For people living with rare disease, the hope for a cure is always present. A cure is the ultimate goal, something patients wish for, advocate for and hold onto throughout their journey.

Over time, patients begin to see the realities that shape rare disease research. Small patient populations, limited existing research and gaps in scientific understanding can make the path to a cure long and uncertain. As this becomes clearer, the way people living with rare disease think about progress begins to change.

While the search for a cure continues, patients recognize that progress can take more than one form. Examples include a diagnostic tool that shortens the path to answers, a treatment that can slow or stop disease progression or a therapy that preserves function or reduces complications. These innovations may not cure a disease, but they can meaningfully alter how it unfolds.

What Progress Looks Like Along the Way

For individuals and families, these gains shape daily life in practical ways. Earlier diagnosis can reduce years of uncertainty, while treatments that stabilize symptoms or slow progression can influence decisions about work, school and independence. Living with rare disease still means navigating uncertainty, but diagnosis changes its shape rather than removing it. Decisions about care and the future are often made with incomplete information, requiring patients to balance hope with realism as they plan their lives.

Progress in rare disease depends on sustained effort across many parts of the ecosystem. Researchers, clinicians and life science companies contribute to advancing scientific understanding and developing therapies, often over long timelines and with limited data. Research reaches patients only after years of clinical development and regulatory review, underscoring the complexity of translating science into care.

Across California and beyond, Biocom member companies are actively engaged in the research, development and regulatory approval of therapies for rare and pediatric diseases. These efforts span a wide range of disease areas and scientific approaches, reflecting the long timelines and sustained investment often required in rare disease drug development. The companies listed below currently have FDA-approved therapies on the market, representing the outcome of years of clinical research and regulatory review.

Why These Steps Matter

For patients, the availability of diagnostic tools and treatments shapes everyday decisions about care, monitoring and long-term planning. Existing options influence expectations for the future and are considered alongside continued advocacy for new research and therapies, with decisions often specific to each disease and individual situation.
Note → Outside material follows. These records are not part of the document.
//! End-to-end flow: load the catalog from a data directory, evaluate and
//! aggregate synergies, exercise the specials cache, and round-trip an
//! event through the bus.

use std::sync::Arc;
use std::sync::atomic::{AtomicU64, Ordering};

use async_trait::async_trait;
use runtime::{EventHandler, EventKind, GameEvent, HandlerError, Runtime, RuntimeConfig};
use synergy_core::{EntityId, SpecialValue, StatSource, StatVector};

const SYNERGY_TABLE: &str = r#"SynergyTable(
    rows: [
        SynergyRow(
            name: "warrior_blood",
            tier: "1",
            str_min: "50",
            hp_pct: "10",
            description: "HP +10%",
        ),
        SynergyRow(
            name: "balanced_growth",
            tier: "2",
            all_min: "30",
            phys_dmg_pct: "5",
            description: "Physical damage +5%",
        ),
        SynergyRow(
            name: "giant_slayer",
            tier: "3",
            str_min: "100",
            special: "{\"boss_damage_mult\": 1.5}",
        ),
    ],
)"#;

struct Player {
    id: EntityId,
    stats: StatVector,
}

impl StatSource for Player {
    fn entity_id(&self) -> EntityId {
        self.id
    }

    fn stat_vector(&self) -> Option<StatVector> {
        Some(self.stats)
    }
}

/// Accumulates gold amounts from events, like a quest/achievement consumer.
#[derive(Default)]
struct GoldLedger {
    total: AtomicU64,
}

#[async_trait]
impl EventHandler for GoldLedger {
    fn name(&self) -> &'static str {
        "gold_ledger"
    }

    async fn handle(&self, event: &GameEvent) -> Result<(), HandlerError> {
        let amount = event
            .field("amount")
            .and_then(|value| value.as_u64())
            .ok_or_else(|| HandlerError::message("gold event without amount"))?;
        self.total.fetch_add(amount, Ordering::SeqCst);
        Ok(())
    }
}

fn start_runtime() -> Runtime {
    let dir = tempfile::tempdir().expect("tempdir");
    std::fs::write(dir.path().join("synergies.ron"), SYNERGY_TABLE).expect("write table");
    Runtime::start(RuntimeConfig::new(dir.path())).expect("runtime should start")
}

#[test]
fn evaluate_and_aggregate_from_loaded_catalog() {
    let rt = start_runtime();
    assert_eq!(rt.catalog().len(), 3);

    // Pure warrior build: meets str_min 50, misses the uniform minimum.
    let stats = StatVector::new(50, 0, 0, 0, 0);
    let names: Vec<&str> = rt.evaluate(&stats).iter().map(|s| s.name.as_str()).collect();
    assert_eq!(names, vec!["warrior_blood"]);

    let bundle = rt.aggregate_for(&stats);
    assert_eq!(bundle.hp_pct, 10.0);
    assert_eq!(bundle.phys_dmg_pct, 0.0);
    assert_eq!(bundle.description_text(), "HP +10%");

    // Balanced build: uniform minimum holds, str threshold does not.
    let stats = StatVector::new(30, 30, 30, 30, 30);
    let bundle = rt.aggregate_for(&stats);
    assert_eq!(bundle.phys_dmg_pct, 5.0);
    assert_eq!(bundle.hp_pct, 0.0);
}

#[test]
fn specials_cache_is_stale_until_invalidated() {
    let rt = start_runtime();
    let mut player = Player {
        id: EntityId(1),
        stats: StatVector::default(),
    };

    // Cached while nothing is active.
    assert!(rt.active_specials(&player).is_empty());

    // Stat investment changes without an invalidate: stale list persists.
    player.stats = StatVector::new(100, 0, 0, 0, 0);
    assert!(rt.active_specials(&player).is_empty());

    rt.invalidate(player.id);
    let specials = rt.active_specials(&player);
    assert_eq!(specials.len(), 1);
    assert_eq!(
        specials[0].get("boss_damage_mult"),
        Some(&SpecialValue::Number(1.5))
    );
}

#[tokio::test]
async fn gold_event_reaches_registered_ledger() {
    let rt = start_runtime();
    let bus = rt.bus();
    let ledger = Arc::new(GoldLedger::default());

    bus.subscribe(EventKind::GoldObtained, ledger.clone());

    let event = GameEvent::new(EventKind::GoldObtained, EntityId::PLAYER)
        .with_field("amount", 120)
        .with_field("source", "monster_drop");
    bus.publish(&event).await;

    assert_eq!(ledger.total.load(Ordering::SeqCst), 120);

    // A malformed payload is the ledger's own failure; the publish itself
    // neither raises nor affects the recorded total.
    bus.publish(&GameEvent::new(EventKind::GoldObtained, EntityId::PLAYER))
        .await;
    assert_eq!(ledger.total.load(Ordering::SeqCst), 120);
}

#[test]
fn missing_catalog_aborts_startup() {
    let dir = tempfile::tempdir().expect("tempdir");
    let missing = dir.path().join("no_such_dir");

    let result = Runtime::start(RuntimeConfig::new(missing));
    assert!(result.is_err());
}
Living with a rare disease means holding more than one truth at the same time. The goal of a cure remains, while patients also navigate what is currently available and continue to push for what does not yet exist.

Examples of Biocom Member Companies with FDA-Approved Rare Disease Therapies

Ascendis Pharma has FDA-approved therapies including Skytrofa for pediatric growth hormone deficiency and Yorvipath for hypoparathyroidism.

Astellas Pharma has FDA approval for Viltepso for Duchenne muscular dystrophy in patients with exon 53 skipping mutations.

BioMarin Pharmaceutical has FDA-approved therapies including Vimizim Naglazyme Brineura and Voxzogo for rare genetic conditions.

Bluebird Bio has FDA-approved gene therapies including Zynteglo Skysona and Lyfgenia for rare genetic diseases.

Emmaus Life Sciences has FDA approval for Endari for sickle cell disease.
Kyowa Kirin has FDA-approved therapies including Crysvita for X-linked hypophosphatemia and Poteligeo for rare T-cell lymphomas.

Novartis Pharmaceuticals has FDA-approved therapies including Zolgensma for spinal muscular atrophy and Ilaris for rare autoinflammatory diseases.

Rigel Pharmaceuticals has FDA-approved therapies including Tavalisse for chronic immune thrombocytopenia and Rezlidhia for a rare subtype of acute myeloid leukemia.

Sentynl Therapeutics has FDA approval for Tegsedi for hereditary transthyretin amyloidosis.

Stemline Therapeutics has FDA approval for Elzonris for blastic plasmacytoid dendritic cell neoplasm.

Travere Therapeutics has FDA-approved therapies including Thiola and Thiola EC for cystinuria.

UCB has FDA-approved therapies including Crysvita for X-linked hypophosphatemia alongside treatments for epilepsy.

Ultragenyx has FDA-approved therapies including Crysvita Dojolvi Evkeeza and Mepsevii for rare genetic diseases.

United Therapeutics has FDA-approved therapies including Remodulin Tyvaso and Orenitram for pulmonary arterial hypertension.